Los Angeles, after all, was the terminus of Route 66, and all those early settlers who chugged out here in their Model T’s weren’t about to give up their new-found freedom to drive around at will. So they built the first freeway and went on to web the city with the finest highways in the world. They invented drive-in commerce and perfected the drive-in restaurant--though history gives credit for the first one to Royce Harley’s Pig Stand in Dallas. Just for fun, they created hot-rodding and laid out the first drag strip, in Santa Ana.

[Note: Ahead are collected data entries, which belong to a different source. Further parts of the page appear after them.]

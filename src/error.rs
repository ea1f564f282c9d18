use std::fmt;

/// Error returned when an index does not address an element of a [`List`].
///
/// The offending index is kept as the diagnostic payload, together with the
/// length of the list at the time of the failed access.
///
/// # Examples
///
/// ```
/// use sentinel_list::List;
/// use std::iter::FromIterator;
///
/// let list = List::from_iter([1, 2, 3]);
/// let err = list.get(7).unwrap_err();
/// assert_eq!(err.index(), 7);
/// assert_eq!(err.len(), 3);
/// assert_eq!(err.to_string(), "index 7 out of range for list of length 3");
/// ```
///
/// [`List`]: crate::List
#[derive(Debug, Clone, Copy, PartialEq, Eq, Hash)]
pub struct OutOfRange {
    index: usize,
    len: usize,
}

impl OutOfRange {
    pub(crate) fn new(index: usize, len: usize) -> Self {
        Self { index, len }
    }

    /// The index that was out of range.
    pub fn index(&self) -> usize {
        self.index
    }

    /// The length of the list when the access failed.
    #[allow(clippy::len_without_is_empty)]
    pub fn len(&self) -> usize {
        self.len
    }
}

impl fmt::Display for OutOfRange {
    fn fmt(&self, f: &mut fmt::Formatter<'_>) -> fmt::Result {
        write!(
            f,
            "index {} out of range for list of length {}",
            self.index, self.len
        )
    }
}

impl std::error::Error for OutOfRange {}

People muse wistfully about the Red Car lines that once connected the region’s distant hamlets, about how civilized and charming they were. In fact, when the opportunity arose, Angelenos of the day scrapped the red rattletraps without regret in favor of more freeways, more roads and more cars.

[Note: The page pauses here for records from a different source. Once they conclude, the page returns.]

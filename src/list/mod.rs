use std::fmt::{Debug, Formatter};
use std::iter;
use std::marker::PhantomData;
use std::mem;
use std::ptr::NonNull;

use crate::error::OutOfRange;
use crate::list::cursor::{Cursor, CursorMut};
use crate::list::node::{new_ghost, release_ghost, Node};
use crate::{IntoIter, Iter, IterMut};

pub mod cursor;
pub mod iterator;

mod node;
mod traits;

/// The `List` is a doubly-linked list with owned nodes, implemented as a cyclic
/// list around a ghost (sentinel) node.
///
/// Appending takes constant time. Accessing, inserting or removing at an index
/// walks from the nearer end of the list, so it takes *O*(min(*i*, *n* - *i*))
/// time and is constant at both ends.
///
/// The `List` contains:
/// - a pointer `ghost` that points to the ghost node, whose `next` is the first
///   element and whose `prev` is the last element (both are the ghost itself
///   when the list is empty);
/// - a length field `len` counting the elements, the ghost node excluded.
///
/// Operations that may fail part-way (copying, padded insertion) build their
/// result in a separate list first and commit it with [`List::swap`] or
/// [`List::append`], which never fail. A panic in `T::clone` or `T::default`
/// therefore leaves the list as it was.
pub struct List<T> {
    ghost: NonNull<Node<T>>,
    /// the number of elements, the ghost node excluded
    pub(crate) len: usize,
    _marker: PhantomData<Box<Node<T>>>,
}

/// Nodes fragment detached from a list, used when splicing a whole list into
/// another one.
///
/// When detached from a list, reading of `front.prev` and `back.next`
/// is invalid.
pub(crate) struct DetachedNodes<T> {
    pub(crate) front: NonNull<Node<T>>,
    pub(crate) back: NonNull<Node<T>>,
    pub(crate) len: usize,
    _marker: PhantomData<Box<Node<T>>>,
}

// private methods
impl<T> List<T> {
    pub(crate) fn ghost_node(&self) -> NonNull<Node<T>> {
        self.ghost
    }
    pub(crate) fn front_node(&self) -> NonNull<Node<T>> {
        // SAFETY: `ghost.next` is always valid (either `ghost` itself, or the first element
        // in the list).
        unsafe { Node::next_of(self.ghost) }
    }
    pub(crate) fn back_node(&self) -> NonNull<Node<T>> {
        // SAFETY: `ghost.prev` is always valid (either `ghost` itself, or the last element
        // in the list).
        unsafe { Node::prev_of(self.ghost) }
    }

    /// Locate the node at `at`, walking from the nearer end of the list.
    ///
    /// By convention, the ghost node is at `len`.
    fn node_at(&self, at: usize) -> NonNull<Node<T>> {
        debug_assert!(at <= self.len, "node index past the ghost node");
        // SAFETY: the walk stays inside the cyclic chain and never takes more
        // steps than there are nodes between the ghost and the target.
        unsafe {
            if at <= self.len / 2 {
                let mut node = self.front_node();
                for _ in 0..at {
                    node = Node::next_of(node);
                }
                node
            } else {
                let mut node = self.ghost_node();
                for _ in at..self.len {
                    node = Node::prev_of(node);
                }
                node
            }
        }
    }

    fn out_of_range(&self, index: usize) -> OutOfRange {
        debug_event!(index, len = self.len, "index out of range");
        OutOfRange::new(index, self.len)
    }

    fn range_check(&self, index: usize) -> Result<(), OutOfRange> {
        if index >= self.len {
            return Err(self.out_of_range(index));
        }
        Ok(())
    }

    /// Attach a new node holding `element` right before `next`.
    ///
    /// It is unsafe because it does not check whether `next` belongs to the list.
    unsafe fn insert_before(&mut self, next: NonNull<Node<T>>, element: T) -> NonNull<Node<T>> {
        let prev = Node::prev_of(next);
        #[cfg(debug_assertions)]
        node::assert_adjacent(prev, next);
        let inserted = Node::new_between(element, prev, next);
        self.len += 1;
        #[cfg(debug_assertions)]
        {
            node::assert_adjacent(prev, inserted);
            node::assert_adjacent(inserted, next);
        }
        inserted
    }

    /// Detach a single node `node` from the list, free it and return its element.
    ///
    /// It is unsafe because it does not check whether `node` is a non-ghost node
    /// of the list.
    ///
    /// If the `node` does not belong to the list, this function call will make
    /// the list ill-formed.
    unsafe fn detach_node(&mut self, node: NonNull<Node<T>>) -> T {
        self.len -= 1;
        Node::unlink(node)
    }

    /// Attach a range of detached nodes to the list, between `prev` and `next`.
    ///
    /// It is unsafe because it does not check whether `prev` and `next` belongs
    /// to the list, or whether the `prev` and `next` is adjacent (only in
    /// `#[cfg(debug_assertions)]`).
    ///
    /// If the `prev` and `next` does not belong to the list, or they are not
    /// adjacent nodes, this function call will make the list ill-formed.
    unsafe fn attach_nodes(
        &mut self,
        prev: NonNull<Node<T>>,
        next: NonNull<Node<T>>,
        detached: DetachedNodes<T>,
    ) {
        #[cfg(debug_assertions)]
        node::assert_adjacent(prev, next);
        Node::link(prev, detached.front);
        Node::link(detached.back, next);
        self.len += detached.len;
        #[cfg(debug_assertions)]
        {
            node::assert_adjacent(prev, detached.front);
            node::assert_adjacent(detached.back, next);
        }
    }

    /// Detach all nodes from the list, and return the detached nodes, or return
    /// `None` if the list is empty.
    ///
    /// It is safe because `self.front_node()..=self.back_node()` is a valid range.
    fn detach_all_nodes(&mut self) -> Option<DetachedNodes<T>> {
        if self.is_empty() {
            return None;
        }
        let detached = DetachedNodes {
            front: self.front_node(),
            back: self.back_node(),
            len: mem::take(&mut self.len),
            _marker: PhantomData,
        };
        // SAFETY: the ghost node is always valid.
        unsafe { Node::link(self.ghost, self.ghost) };
        Some(detached)
    }
}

I have little doubt that most of us prefer our cars to any of the alternatives, such as they are. Our public transportation is simply incapable of getting us to most of the places we might want to go. People point to the recent popularity of Metro Link as a sure sign of the future. My survey of one rider indicates otherwise. She lives in Canyon Country and works in Highland Park, and when her link between the two was severed by the quake, she bought a week’s worth of Metro Link tickets. Before she used the first one, it occurred to her that she’d have to drive to the station, ride the train, then figure out how to get from Glendale to Highland Park. Couldn’t be done. At least not any faster than driving, even with the inconvenience of a detour. I have a feeling she is not an isolated example.

I don’t expect to see much more than a few miles of Metro, Blue Line and light-rail tracks being laid in my lifetime. A city still spooked by the ghost of Howard Jarvis is not likely to spend billions for a Parisian-style transportation system. Who needs it when we already have a mass-transit system that requires no waiting on platforms, is private and relatively safe and runs according to our own schedules--it’s called the car.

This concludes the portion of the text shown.